> Directions:
How many lines of the entries hold the string "that"? Reply with the number alone.
=== Section Start ===
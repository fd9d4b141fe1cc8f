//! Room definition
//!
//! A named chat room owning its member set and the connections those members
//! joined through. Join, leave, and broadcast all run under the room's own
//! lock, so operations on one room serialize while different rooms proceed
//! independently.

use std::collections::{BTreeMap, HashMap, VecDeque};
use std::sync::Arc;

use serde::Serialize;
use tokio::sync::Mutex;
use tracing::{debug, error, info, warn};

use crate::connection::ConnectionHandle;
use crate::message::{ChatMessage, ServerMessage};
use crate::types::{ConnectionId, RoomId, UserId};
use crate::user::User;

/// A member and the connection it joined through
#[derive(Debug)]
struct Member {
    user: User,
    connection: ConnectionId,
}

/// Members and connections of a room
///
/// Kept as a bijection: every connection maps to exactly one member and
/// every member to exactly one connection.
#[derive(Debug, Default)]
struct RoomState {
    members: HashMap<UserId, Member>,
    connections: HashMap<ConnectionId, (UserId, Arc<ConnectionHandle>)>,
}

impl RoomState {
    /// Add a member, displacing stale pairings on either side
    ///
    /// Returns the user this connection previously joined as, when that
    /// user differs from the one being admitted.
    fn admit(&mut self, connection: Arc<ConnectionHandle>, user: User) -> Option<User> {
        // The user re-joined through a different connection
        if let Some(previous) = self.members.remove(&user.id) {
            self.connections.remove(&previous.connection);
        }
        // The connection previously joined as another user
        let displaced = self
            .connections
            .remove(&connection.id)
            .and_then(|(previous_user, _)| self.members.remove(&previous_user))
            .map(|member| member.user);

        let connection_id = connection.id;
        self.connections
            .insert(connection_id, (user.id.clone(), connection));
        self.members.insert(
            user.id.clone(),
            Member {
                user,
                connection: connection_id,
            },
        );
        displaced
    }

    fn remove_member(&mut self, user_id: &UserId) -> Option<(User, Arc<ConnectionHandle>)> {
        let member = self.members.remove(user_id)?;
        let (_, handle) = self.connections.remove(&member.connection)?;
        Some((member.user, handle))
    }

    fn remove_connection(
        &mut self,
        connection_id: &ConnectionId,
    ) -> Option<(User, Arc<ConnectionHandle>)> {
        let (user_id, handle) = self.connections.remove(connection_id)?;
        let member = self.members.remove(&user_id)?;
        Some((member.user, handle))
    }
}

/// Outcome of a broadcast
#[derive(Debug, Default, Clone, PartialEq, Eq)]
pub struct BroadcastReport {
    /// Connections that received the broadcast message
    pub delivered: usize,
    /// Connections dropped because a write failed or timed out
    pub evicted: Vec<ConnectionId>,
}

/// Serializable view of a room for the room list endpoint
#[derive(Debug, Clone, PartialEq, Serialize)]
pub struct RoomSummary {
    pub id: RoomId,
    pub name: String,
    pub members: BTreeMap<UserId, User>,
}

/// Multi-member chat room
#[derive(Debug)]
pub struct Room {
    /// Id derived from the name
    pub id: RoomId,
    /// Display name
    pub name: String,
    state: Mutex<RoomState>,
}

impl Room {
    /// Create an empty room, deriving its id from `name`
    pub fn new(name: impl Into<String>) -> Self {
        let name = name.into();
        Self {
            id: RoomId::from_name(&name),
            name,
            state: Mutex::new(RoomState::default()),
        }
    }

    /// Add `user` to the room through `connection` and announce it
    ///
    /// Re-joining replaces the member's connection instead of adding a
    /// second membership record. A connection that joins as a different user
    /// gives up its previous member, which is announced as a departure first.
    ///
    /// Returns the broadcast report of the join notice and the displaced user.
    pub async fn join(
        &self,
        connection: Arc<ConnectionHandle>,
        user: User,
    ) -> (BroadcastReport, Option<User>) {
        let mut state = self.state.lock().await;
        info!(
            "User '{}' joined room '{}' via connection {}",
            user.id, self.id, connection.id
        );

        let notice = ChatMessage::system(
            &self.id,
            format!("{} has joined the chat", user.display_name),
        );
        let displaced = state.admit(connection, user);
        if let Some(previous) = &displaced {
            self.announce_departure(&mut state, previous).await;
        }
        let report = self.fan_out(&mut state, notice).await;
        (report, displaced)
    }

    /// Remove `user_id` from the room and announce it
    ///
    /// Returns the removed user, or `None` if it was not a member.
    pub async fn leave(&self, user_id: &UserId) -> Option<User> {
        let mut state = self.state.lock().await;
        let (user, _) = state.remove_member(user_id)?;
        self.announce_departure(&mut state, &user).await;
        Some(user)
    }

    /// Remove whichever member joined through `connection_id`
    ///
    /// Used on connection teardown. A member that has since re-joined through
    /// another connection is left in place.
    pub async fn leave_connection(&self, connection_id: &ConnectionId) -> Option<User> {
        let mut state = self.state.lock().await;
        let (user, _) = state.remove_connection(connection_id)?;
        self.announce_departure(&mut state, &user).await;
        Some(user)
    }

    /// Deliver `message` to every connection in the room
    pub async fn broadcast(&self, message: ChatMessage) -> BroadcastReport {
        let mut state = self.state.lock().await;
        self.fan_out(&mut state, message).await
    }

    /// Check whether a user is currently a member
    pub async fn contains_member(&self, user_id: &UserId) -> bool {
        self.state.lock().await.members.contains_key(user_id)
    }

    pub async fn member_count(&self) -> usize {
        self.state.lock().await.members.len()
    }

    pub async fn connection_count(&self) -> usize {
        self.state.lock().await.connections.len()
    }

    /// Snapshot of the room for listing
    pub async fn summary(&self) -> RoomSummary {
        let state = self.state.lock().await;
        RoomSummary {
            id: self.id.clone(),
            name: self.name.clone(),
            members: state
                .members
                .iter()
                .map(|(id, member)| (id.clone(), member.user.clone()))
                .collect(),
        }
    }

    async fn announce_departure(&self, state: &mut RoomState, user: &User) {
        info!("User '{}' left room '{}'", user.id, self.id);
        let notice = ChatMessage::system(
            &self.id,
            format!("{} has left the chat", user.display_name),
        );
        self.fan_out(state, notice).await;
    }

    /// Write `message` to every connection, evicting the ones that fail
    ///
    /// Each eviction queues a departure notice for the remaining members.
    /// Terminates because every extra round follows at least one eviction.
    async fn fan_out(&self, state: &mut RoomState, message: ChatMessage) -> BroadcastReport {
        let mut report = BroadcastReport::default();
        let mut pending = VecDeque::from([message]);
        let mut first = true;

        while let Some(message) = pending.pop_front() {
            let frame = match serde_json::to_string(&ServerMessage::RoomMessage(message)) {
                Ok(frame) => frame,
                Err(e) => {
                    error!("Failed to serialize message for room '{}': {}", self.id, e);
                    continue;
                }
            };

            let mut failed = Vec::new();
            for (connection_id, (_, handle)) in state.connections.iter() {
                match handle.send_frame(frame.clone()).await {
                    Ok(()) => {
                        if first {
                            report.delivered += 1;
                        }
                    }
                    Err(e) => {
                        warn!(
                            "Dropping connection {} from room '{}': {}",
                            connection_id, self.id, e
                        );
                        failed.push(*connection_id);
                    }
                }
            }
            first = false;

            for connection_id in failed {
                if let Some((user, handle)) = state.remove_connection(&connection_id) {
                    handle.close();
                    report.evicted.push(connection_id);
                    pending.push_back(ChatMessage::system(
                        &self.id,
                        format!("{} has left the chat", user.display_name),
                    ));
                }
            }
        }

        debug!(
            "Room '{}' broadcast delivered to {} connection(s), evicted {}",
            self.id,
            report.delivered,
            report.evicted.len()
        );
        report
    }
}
=== Section End ===
> Answer box:
5